I dati sopra riportati sono stati presentati dal Prof. Associato Dr. Van Viet Thien An, Capo del Dipartimento di Materiali da Costruzione dell'Università di Ingegneria Civile di Hanoi , al seminario "Materiali da Costruzione Ecocompatibili: una tendenza per lo Sviluppo Sostenibile" organizzato dal quotidiano Construction Newspaper il 5 maggio.

Un altro dato significativo è che, mentre la quantità totale di rifiuti edili ammontava a circa 1,9 milioni di tonnellate nel 2010, si prevede che aumenterà fino a quasi 9,6 milioni di tonnellate entro il 2025, un incremento di cinque volte in 15 anni.

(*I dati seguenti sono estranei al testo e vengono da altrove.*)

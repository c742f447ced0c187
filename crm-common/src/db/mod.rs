//! Database schema and connection setup

pub mod init;

pub use init::{create_schema, init_database, init_memory_database};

I componenti principali sono calcestruzzo, mattoni, malta, terra e fanghi, che rappresentano il 70-90%. Si tratta di materiali altamente riciclabili che possono essere riutilizzati nel settore edile.

Secondo il signor An, l'utilizzo dei rifiuti derivanti dalle demolizioni edili rappresenta un'importante soluzione per migliorare l'efficienza delle risorse, ridurre le emissioni e promuovere lo sviluppo sostenibile.

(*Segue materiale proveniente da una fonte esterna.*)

//! Engine services
//!
//! [`CustomerService`] owns the write side: identity resolution and merge,
//! metrics aggregation, recalculation, touchpoint ingestion and backfill.
//! [`Dashboard`] is the read-only aggregation side. The pure building blocks
//! (aggregators, classifier, snapshot diff) live in their own modules.

pub mod activity;
pub mod backfill;
pub mod classification;
pub mod conversation_metrics;
pub mod dashboard;
pub mod identity;
pub mod ingest;
pub mod notes;
pub mod order_metrics;
pub mod profile;
pub mod recalculate;
pub mod refresh;
pub mod snapshot;

pub use activity::{ActivityDraft, ActivityRecorder, RecordMode};
pub use dashboard::Dashboard;

use crate::db::{activities, customers, sources};
use crate::utils::retry_on_lock;
use classification::classify;
use conversation_metrics::aggregate_conversations;
use crm_common::config::EngineSettings;
use crm_common::events::{CrmEvent, EventBus};
use crm_common::models::activity::{CUSTOMER_CREATED, CUSTOMER_UPDATED};
use crm_common::models::{CustomerMetrics, SourceRef, UnifiedCustomer};
use crm_common::phone::all_variants;
use crm_common::time::now_ms;
use crm_common::Result;
use order_metrics::aggregate_orders;
use sqlx::SqlitePool;
use std::sync::Arc;
use tracing::debug;

const MS_PER_HOUR: i64 = 60 * 60 * 1000;

/// Write-side engine entry point
#[derive(Clone)]
pub struct CustomerService {
    pub(crate) db: SqlitePool,
    pub(crate) settings: Arc<EngineSettings>,
    pub(crate) recorder: ActivityRecorder,
    event_bus: Option<EventBus>,
}

impl CustomerService {
    pub fn new(db: SqlitePool, settings: Arc<EngineSettings>, event_bus: Option<EventBus>) -> Self {
        Self {
            recorder: ActivityRecorder::new(db.clone(), event_bus.clone()),
            db,
            settings,
            event_bus,
        }
    }

    pub fn recorder(&self) -> &ActivityRecorder {
        &self.recorder
    }

    pub fn settings(&self) -> &EngineSettings {
        &self.settings
    }

    /// Aggregate and classify everything filed under `ids` or billed to `phones`
    pub async fn compute_metrics(
        &self,
        org_id: &str,
        ids: &[String],
        phones: &[String],
        as_of: i64,
    ) -> Result<CustomerMetrics> {
        let limit = self.settings.aggregation_scan_limit;
        let variants = all_variants(phones);
        let orders = sources::fetch_orders_for(&self.db, org_id, ids, &variants, as_of, limit).await?;
        let conversations = sources::fetch_conversations_for(&self.db, org_id, ids, as_of, limit).await?;

        let order_metrics = aggregate_orders(&orders, as_of);
        let conversation_metrics = aggregate_conversations(&conversations, as_of);
        let classification = classify(&order_metrics, &conversation_metrics, as_of);

        Ok(CustomerMetrics {
            orders: order_metrics,
            conversations: conversation_metrics,
            classification,
            computed_at: as_of,
        })
    }

    /// Metrics for a stored customer's known ids and phones
    pub async fn metrics_for(&self, customer: &UnifiedCustomer, as_of: i64) -> Result<CustomerMetrics> {
        self.compute_metrics(
            &customer.org_id,
            &customer.known_ids(),
            &customer.profile.phone_numbers,
            as_of,
        )
        .await
    }

    /// Upsert with lock retry; returns true when the row was new
    pub(crate) async fn save(&self, customer: &UnifiedCustomer) -> Result<bool> {
        retry_on_lock("save customer", self.settings.db_max_lock_wait_ms, || {
            customers::save_customer(&self.db, customer)
        })
        .await
    }

    /// Recompute current metrics, persist, and record the creation/update entry
    ///
    /// `customer_updated` is throttled per customer and, like every
    /// snapshot-gated entry, only written when the snapshot changed.
    pub(crate) async fn persist_merged(
        &self,
        mut customer: UnifiedCustomer,
        source: &str,
        native_id: &str,
    ) -> Result<(UnifiedCustomer, bool)> {
        let now = now_ms();
        customer.metrics = self.metrics_for(&customer, now).await?;
        customer.updated_at = now;
        let created = self.save(&customer).await?;

        let activity_type = if created { CUSTOMER_CREATED } else { CUSTOMER_UPDATED };
        if created || !self.update_throttled(&customer, now).await? {
            let (label, icon) = if created {
                ("Customer created", "person_add")
            } else {
                ("Customer updated", "edit")
            };
            let draft = ActivityDraft::new(&customer, activity_type, source, now)
                .source_ref(SourceRef::new("customerId", native_id))
                .display(label, icon, customer.profile.name.clone())
                .meta("mergeMethod", customer.merge_method.as_str());
            self.recorder
                .record_change(draft, &customer, &customer.metrics, RecordMode::Change)
                .await?;
        }

        self.announce_recalculated(&customer);
        Ok((customer, created))
    }

    async fn update_throttled(&self, customer: &UnifiedCustomer, now: i64) -> Result<bool> {
        let window = self.settings.customer_updated_throttle_hours * MS_PER_HOUR;
        let last = activities::last_created_at(
            &self.db,
            &customer.org_id,
            &customer.unified_id,
            CUSTOMER_UPDATED,
        )
        .await?;
        let throttled = last.is_some_and(|t| now - t < window);
        if throttled {
            debug!(unified_id = %customer.unified_id, "customer_updated throttled");
        }
        Ok(throttled)
    }

    pub(crate) fn announce_recalculated(&self, customer: &UnifiedCustomer) {
        if let Some(bus) = &self.event_bus {
            bus.emit_lossy(CrmEvent::CustomerRecalculated {
                unified_id: customer.unified_id.clone(),
                org_id: customer.org_id.clone(),
                classification: customer.metrics.classification,
                timestamp: chrono::Utc::now(),
            });
        }
    }
}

Tuttavia, in realtà, il riciclo e il riutilizzo dei rifiuti edili in Vietnam presentano ancora numerose limitazioni. Una delle ragioni principali è la qualità non uniforme dei materiali riciclati, dovuta alla mancanza di un sistema di selezione alla fonte. I rifiuti sono spesso mischiati, il che rende difficile la lavorazione e ne riduce la riutilizzabilità.

materiali verdi vietnamnet.jpeg
Seminario “Materiali da costruzione ecocompatibili: una tendenza verso lo sviluppo sostenibile” il 5 maggio. Foto: TH

Inoltre, i costi di trasporto e lavorazione rimangono elevati, mentre gli standard tecnici e le normative non sono ancora armonizzati. Ciò scoraggia le imprese dall'investire e il mercato non ripone ancora piena fiducia nei materiali riciclati.

Inoltre, il sentiment dei consumatori continua a privilegiare i materiali tradizionali, mentre la tecnologia di produzione rimane limitata e mancano meccanismi di sostegno economico efficaci. D'altro canto, il coordinamento tra le parti interessate non è ancora sufficientemente forte.